Data records
//! Request identification.
//!
//! # Responsibilities
//! - Assign a UUID v4 request id to requests that arrive without one
//! - Echo the request id on the response
//! - Expose the id to the span manager
//!
//! # Design Decisions
//! - Request ID added as early as possible (outermost layer) so the request
//!   span can carry it

use axum::extract::Request;
use axum::http::HeaderName;
use axum::Router;
use tower_http::request_id::{MakeRequestUuid, PropagateRequestIdLayer, SetRequestIdLayer};

/// Header carrying the request id.
pub const X_REQUEST_ID: HeaderName = HeaderName::from_static("x-request-id");

/// The request id assigned to `request`, if any.
pub fn request_id(request: &Request) -> Option<&str> {
    request
        .headers()
        .get(&X_REQUEST_ID)
        .and_then(|v| v.to_str().ok())
}

/// Wrap `router` so every request has an id and every response echoes it.
pub fn with_request_id(router: Router) -> Router {
    router
        .layer(PropagateRequestIdLayer::new(X_REQUEST_ID))
        .layer(SetRequestIdLayer::new(X_REQUEST_ID, MakeRequestUuid))
}
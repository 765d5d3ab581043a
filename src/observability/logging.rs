//! Structured logging.
//!
//! # Responsibilities
//! - Initialize logging subsystem
//! - Configure log level from config, overridable with `RUST_LOG`
//!
//! # Design Decisions
//! - Uses tracing crate for structured logging
//! - JSON format for production, pretty format for development

use tracing_subscriber::{layer::SubscriberExt, util::SubscriberInitExt, EnvFilter};

use crate::config::{LogFormat, ObservabilityConfig};

/// Default filter when `RUST_LOG` is unset.
pub fn default_filter(config: &ObservabilityConfig) -> String {
    format!("trace_dispatch={level},tower_http={level}", level = config.log_level)
}

/// Install the global subscriber.
///
/// Returns an error if a global subscriber is already set.
pub fn init_logging(
    config: &ObservabilityConfig,
) -> Result<(), tracing_subscriber::util::TryInitError> {
    let filter =
        EnvFilter::try_from_default_env().unwrap_or_else(|_| default_filter(config).into());

    let registry = tracing_subscriber::registry().with(filter);
    match config.log_format {
        LogFormat::Pretty => registry.with(tracing_subscriber::fmt::layer()).try_init(),
        LogFormat::Json => registry
            .with(tracing_subscriber::fmt::layer().json())
            .try_init(),
    }
}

Action item: Search the data above for the string "level". Report every line where it is found.

Output:
//! - Configure log level from config, overridable with `RUST_LOG`
    format!("trace_dispatch={level},tower_http={level}", level = config.log_level)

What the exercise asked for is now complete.